He has also attended multilateral forums including the IMF 2020 Annual Meetings, the 2018 Geneva Conference on Afghanistan, and the World Bank Seminar on Policy Challenges for the Financial Sector; as well as spoken at numerous think tanks, including describing economic reforms at the Wilson Center (2018), investment opportunities at the Heritage Foundation (2019), and the collapse of the government at the Atlantic Council (2021).

In his Op-Eds, he outlined three internal and three external factors that led to Afghanistan's collapse in Foreign Affairs, has argued for continued engagement in Afghanistan in the Financial Times, has outlined continued challenges that the Taliban would face in Bloomberg, highlighted earlier positive economic reforms in The Hill, and outlined financial sector reforms in Bakhtar News.

In his television and online interviews, he has described Afghanistan's challenges and his escape from the country in CNN, Sky News, BBC, TRT World, G-Zero Media, and WION News.

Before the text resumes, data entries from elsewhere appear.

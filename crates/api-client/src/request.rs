//! Request descriptor

use reqwest::Method;
use reqwest::header::{HeaderMap, HeaderName, HeaderValue};
use serde::Serialize;
use serde_json::Value;

use crate::error::{ApiError, Result};
use crate::options::RequestOptions;

/// One API call: verb, path (relative or absolute), optional JSON body,
/// header overrides and per-call options.
#[derive(Debug, Clone)]
pub struct ApiRequest {
    pub(crate) method: Method,
    pub(crate) path: String,
    pub(crate) body: Option<Value>,
    pub(crate) headers: HeaderMap,
    pub(crate) options: RequestOptions,
}

impl ApiRequest {
    pub fn new(method: Method, path: impl Into<String>) -> Self {
        Self {
            method,
            path: path.into(),
            body: None,
            headers: HeaderMap::new(),
            options: RequestOptions::default(),
        }
    }

    pub fn get(path: impl Into<String>) -> Self {
        Self::new(Method::GET, path)
    }

    pub fn post(path: impl Into<String>) -> Self {
        Self::new(Method::POST, path)
    }

    pub fn put(path: impl Into<String>) -> Self {
        Self::new(Method::PUT, path)
    }

    pub fn patch(path: impl Into<String>) -> Self {
        Self::new(Method::PATCH, path)
    }

    pub fn delete(path: impl Into<String>) -> Self {
        Self::new(Method::DELETE, path)
    }

    /// Attach a JSON body. A body that serializes to `null` sends no body.
    pub fn json<B: Serialize + ?Sized>(mut self, body: &B) -> Result<Self> {
        let value = serde_json::to_value(body)
            .map_err(|e| ApiError::unknown(format!("failed to serialize request body: {e}")))?;
        self.body = (!value.is_null()).then_some(value);
        Ok(self)
    }

    /// Override or add a header. `Content-Type` may be overridden here;
    /// `Authorization` is always replaced by the injected bearer token when one exists.
    pub fn header(mut self, name: HeaderName, value: HeaderValue) -> Self {
        self.headers.insert(name, value);
        self
    }

    pub fn options(mut self, options: RequestOptions) -> Self {
        self.options = options;
        self
    }

    pub fn method(&self) -> &Method {
        &self.method
    }

    pub fn path(&self) -> &str {
        &self.path
    }

    pub fn body(&self) -> Option<&Value> {
        self.body.as_ref()
    }
}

He has been able to provide greater detail of his time as Acting Governor of DAB in various podcasts, including in Bloomberg Odd Lots, Mercatus Center Macro Musings, and Schroder's 'Running a Central Bank with the Taliban at the Door.' He was able to provide his personal experiences and economic views in NPR's Planet Money and Marketplace.

Ahmady's work and commentary have been referenced around the world in global publications, including the New York Times, Wall Street Journal, Bloomberg, National Interest, CNBC, Axios, Al-Jazeera, Nikkei Asia, Japan Times, Radio Free Europe, Economic Times of India, Asiamoney, TRT World, Les Echos in France, Independent U.K., Khaleej Times, Straits Times of Singapore, Irish Times, Money Control, Turkish Press, and German Press publications.

He has also given briefings to representatives of the U.S. Treasury Department, U.S. State Department, and the Senate Committee on Banking and Finance. Governor Ahmady was referenced in a letter that Portman and Rubio sent to the U.S. Treasury.

==Personal life==
Ahmady is an Afghan Muslim.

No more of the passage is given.